Chapter 17
17
I nara
There’s another gift waiting for me in my hotel room. Another box like the one the dress came in. This one holds a black wool coat in my size. A proper winter coat that’s better suited to New Rome temperatures than my leather jacket. He must have seen me shivering at the gravesite and sent me this.
Enjoy the good parts. Is Rex Roy good? Ivan thinks so.
The wool smells like jasmine. . . and him. I lift it, and a feather flutters to the ground. It was tucked into the lapel.
Little bird.
My phone rings, and I’m not surprised to see it’s him. Sir calling. . . I accept, ignoring the thrill I get at seeing his name. “What do you want?”
“You were at Club Empire. You could’ve waited for me.”
“I was on the case. Looking for evidence.”
“Did you find anything?”
I press my lips together before I cuss at him. “I could arrest Ivan, you know. Hold him for questioning.”
“You could. . . if you had a shred of evidence that he had anything to do with these murders. And even then, I have teams of lawyers standing by, ready to spring anyone you bring in.”
I take a moment to imagine him in custody. At my mercy. “Is that why you called? To tell me you’ve lawyered up?”
“Do I need a reason to call you?”
I glance at the coat on the bed.
“You requested a call from the owner of Club Empire,” he says.
I close my eyes. “You’re the owner.” Every move I make, he puts me in checkmate. It would be amusing if it were a game and not my actual life.
“I’m one of them. My partners might not be so forgiving of you barging in to harass our employee without a warrant.”
Oh, I’ll get my warrant. “What are they going to do. . . punish me?”
“They will do nothing to you.” Do I imagine a hint of steel in his voice? It disappears when he purrs, “I, however, am always available to punish you.”
I shake my head. Need surges between my legs until I’m panting, but I don’t trust myself to say anything.
“Scene with me tonight, Inara.”
Images fill my mind. Me naked, tied and struggling as he strokes his hands over my bare skin.
I grit my teeth until they ache. Desire is a weight in my belly, my sex. I want more than anything to say yes. “In your dreams,” I make myself say.
“Always.”
* * *
Rex
She won’t let me get close to her.
I stand at the window in my childhood bedroom, staring down at the neat boxwood hedges that lattice the lawns of my ancestral home. Beyond the manicured grounds are acres of meadow. I keep the gardens neat out of respect for my mother’s memory. She loved the rare roses and lilac trees.
I prefer wild spaces. Growing up in the Roy mansion, life was neat and orderly. Wealth is a brilliant buffer against the chaos of life. At least, until death comes.
And in my family’s experience, death comes all too soon. All the riches in the world can’t keep it at bay.

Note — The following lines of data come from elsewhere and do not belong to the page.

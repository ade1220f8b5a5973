//! Word tokenization shared by tagging and recall scoring.
//!
//! Tags are generated from, and questions are matched against, the same word
//! stream so that a question word and a tag produced from the same source word
//! always compare equal.

use std::collections::BTreeSet;

use crate::defaults::{ELLIPSIS, TAG_MIN_LEN};

/// Common English words that never make useful tags.
pub const STOP_WORDS: &[&str] = &[
    "about", "after", "again", "all", "also", "and", "any", "are", "because", "been", "before",
    "being", "but", "can", "could", "did", "does", "doing", "done", "down", "each", "few", "for",
    "from", "get", "got", "had", "has", "have", "her", "here", "him", "his", "how", "into",
    "its", "just", "like", "more", "most", "much", "must", "need", "not", "now", "off", "once",
    "only", "other", "our", "out", "over", "own", "same", "she", "should", "some", "still",
    "such", "than", "that", "the", "their", "them", "then", "there", "these", "they", "this",
    "those", "through", "too", "under", "until", "very", "was", "way", "were", "what", "when",
    "where", "which", "while", "who", "why", "will", "with", "would", "you", "your",
];

/// Split text into lowercase alphanumeric words, in order of appearance.
pub fn words(text: &str) -> impl Iterator<Item = String> + '_ {
    text.split(|c: char| !c.is_alphanumeric())
        .filter(|w| !w.is_empty())
        .map(|w| w.to_lowercase())
}

pub fn is_stop_word(word: &str) -> bool {
    STOP_WORDS.binary_search(&word).is_ok()
}

/// Fold simple English plurals so "groceries" matches "grocery" and "lists" matches "list".
pub fn normalize_token(token: &str) -> String {
    let len = token.chars().count();
    if len > 4 {
        if let Some(stem) = token.strip_suffix("ies") {
            return format!("{}y", stem);
        }
    }
    if len > 3 {
        if let Some(stem) = token.strip_suffix('s') {
            return stem.to_string();
        }
    }
    token.to_string()
}

/// Normalized match tokens for a piece of text: words of at least
/// `TAG_MIN_LEN` characters with plurals folded.
pub fn tokenize(text: &str) -> BTreeSet<String> {
    words(text)
        .filter(|w| w.chars().count() >= TAG_MIN_LEN)
        .map(|w| normalize_token(&w))
        .collect()
}

/// Match tokens for a question: like [`tokenize`], minus stop words.
pub fn query_tokens(text: &str) -> BTreeSet<String> {
    words(text)
        .filter(|w| w.chars().count() >= TAG_MIN_LEN && !is_stop_word(w))
        .map(|w| normalize_token(&w))
        .collect()
}

/// Longest prefix of `text` holding at most `max_chars` characters.
///
/// Always cuts on a char boundary.
pub fn truncate_chars(text: &str, max_chars: usize) -> &str {
    match text.char_indices().nth(max_chars) {
        Some((idx, _)) => &text[..idx],
        None => text,
    }
}

/// Single-line preview of `text`, at most `max_chars` characters long.
///
/// Whitespace runs collapse to one space. Longer text is cut and suffixed with
/// `...` so the result, ellipsis included, still fits in `max_chars`.
pub fn preview(text: &str, max_chars: usize) -> String {
    let collapsed = text.split_whitespace().collect::<Vec<_>>().join(" ");
    if collapsed.chars().count() <= max_chars {
        return collapsed;
    }
    let keep = max_chars.saturating_sub(ELLIPSIS.len());
    if keep == 0 {
        return truncate_chars(&collapsed, max_chars).to_string();
    }
    format!("{}{}", truncate_chars(&collapsed, keep).trim_end(), ELLIPSIS)
}
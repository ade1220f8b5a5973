//! # vault-core
//!
//! Core types, traits, and text utilities for the vault-memory notes engine.
//!
//! This crate provides the note data model, the record store and generation
//! backend traits, and the tokenizer and tag normalization helpers that the
//! tagging and recall paths share.

pub mod defaults;
pub mod error;
pub mod models;
pub mod tags;
pub mod tokenizer;
pub mod traits;

// Re-export commonly used types at crate root
pub use error::{Error, Result};
pub use models::*;
pub use tags::*;
pub use tokenizer::*;
pub use traits::*;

Not that each generation of Roys didn’t try. One of my forefathers believed so strongly in fresh country air he built the manor miles away from the city on one hundred acres of private land.
My ancestral home spans forty-two thousand square feet. There are rooms I haven’t entered in years.
Hamish keeps this room clean, perhaps out of sentiment to the boy I used to be. Someone’s recently dusted the toys and gadgets I played with and polished the top of a heavy antique dresser. There’s a whole replica of New Rome and a tiny masked figure in a cape.
I hold the toy in the palm of my hand.
My father told me stories of a hero who watched over the city. They were stories his father told him, and he passed the stories and this toy on to me.
The stories were lies. There was no one watching over the city. Certainly, no one was there to save my parents when a madman gunned them down.
If I had been stronger, I could’ve saved them. But I was a child, and I was weak.
All the wealth in the world can’t save you from a feral madman. Violence only respects violence.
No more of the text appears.